Cyber coverage is everywhere, understanding it isn’t
Cyber liability has become a core part of most insurance programs. It is no longer limited to technology companies. Any business that stores data or relies on digital systems has exposure, which today means nearly every organization.
But having coverage and understanding how it responds are two very different things.
At a high level, cyber insurance is built to address two types of loss. The first is the direct impact on the business itself, including the cost to investigate an incident, restore systems, manage business interruption, and respond to events like ransomware. These are often the most immediate and disruptive aspects of a cyber event. The second is liability to others.

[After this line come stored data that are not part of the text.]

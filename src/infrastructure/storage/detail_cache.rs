// Lazy, id-keyed cache of supplementary venue data (logo URLs) using DashMap.
use dashmap::DashMap;
use std::sync::Mutex;

use crate::domain::traits::VenueSource;
use crate::infrastructure::xml;

/// Resolution of one logo lookup. `Absent` means the venue was fetched and
/// genuinely has no logo; `Failed` means the lookup errored. Both are
/// resolved states and are never refetched within the current context;
/// keeping them distinct only matters for logging and diagnostics.
#[derive(Debug, Clone, PartialEq, Eq)]
pub enum DetailEntry {
    Found(String),
    Absent,
    Failed,
}

impl DetailEntry {
    pub fn value(&self) -> Option<&str> {
        match self {
            DetailEntry::Found(url) => Some(url),
            _ => None,
        }
    }
}

/// Per-view logo cache. An entry, once present, is final for the lifetime of
/// the owning context; switching context (a different country, a refetch)
/// clears everything so stale detail never leaks across views. Concurrent
/// fetches for the same id are not deduplicated; the overwrite is
/// idempotent, each write only touches its own key.
#[derive(Debug, Default)]
pub struct DetailCache {
    context: Mutex<Option<String>>,
    map: DashMap<String, DetailEntry>,
}

impl DetailCache {
    pub fn new() -> Self {
        Self::default()
    }

    /// Adopt a new owning context, clearing the cache if it changed.
    pub fn set_context(&self, context: &str) {
        let mut current = self.context.lock().unwrap_or_else(|e| e.into_inner());
        if current.as_deref() != Some(context) {
            self.map.clear();
            *current = Some(context.to_string());
        }
    }

    pub fn get(&self, id: &str) -> Option<DetailEntry> {
        self.map.get(id).map(|entry| entry.value().clone())
    }

    pub fn len(&self) -> usize {
        self.map.len()
    }

    pub fn is_empty(&self) -> bool {
        self.map.is_empty()
    }

    /// No-op when the id is already resolved; otherwise fetch the venue
    /// detail once and record the outcome. Errors degrade to `Failed`;
    /// a missing logo never bubbles up into the primary view.
    pub async fn ensure_fetched(&self, id: &str, source: &dyn VenueSource) {
        if self.map.contains_key(id) {
            return;
        }
        let entry = match source.venue_detail(id).await {
            Ok(raw) => match xml::parse_detail(&raw, id) {
                Ok(detail) => match detail.logo_url {
                    Some(url) => DetailEntry::Found(url),
                    None => DetailEntry::Absent,
                },
                Err(err) => {
                    tracing::warn!(id, error = %err, "venue detail unparsable, marking lookup failed");
                    DetailEntry::Failed
                }
            },
            Err(err) => {
                tracing::warn!(id, error = %err, "logo lookup failed");
                DetailEntry::Failed
            }
        };
        self.map.insert(id.to_string(), entry);
    }
}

When a cyber event affects customers, vendors, or regulators, companies can face claims, regulatory scrutiny, and reputational consequences. Policies are structured to respond through defense costs and potential settlements, but always within the terms of the policy.
Where the gap shows up
Where companies tend to run into issues is in how they expect coverage to respond. Many assume cyber insurance provides a comprehensive solution for all technology related risk. In practice, most policies are designed to respond to breaches, not to failures in products or services.
For companies that provide services, manufacture connected products, or rely heavily on data driven operations, that distinction matters. A policy may respond to a breach, but not to a failure that causes financial harm. That is often where the gap becomes clear.
At the same time, the underwriting environment has changed significantly. Carriers are no longer just evaluating exposure. They are focused on how companies manage cyber risk internally. Controls like multi factor authentication, endpoint protection, system monitoring, and patch management are no longer viewed as best practices. They are baseline expectations that directly influence whether coverage is available, how it is structured, and what it costs.
How it needs to be approached today
Cyber insurance has become a core part of a broader risk management strategy, sitting alongside internal controls, IT infrastructure, and incident response planning. When treated independently, it often leads to coverage that does not fully align with operations or challenges in securing expected terms.
From our perspective, most cyber claims are not driven by highly sophisticated attacks. More often, they come down to breakdowns in fundamental controls such as access management or delayed system updates. Organizations that invest in these areas tend to see more consistent outcomes, both in underwriting and in how claims are handled.
The most effective cyber programs reflect how the business actually operates, with coverage aligned to internal controls, technology use, and real world exposure. That alignment is what ultimately determines how well a policy performs when it is needed.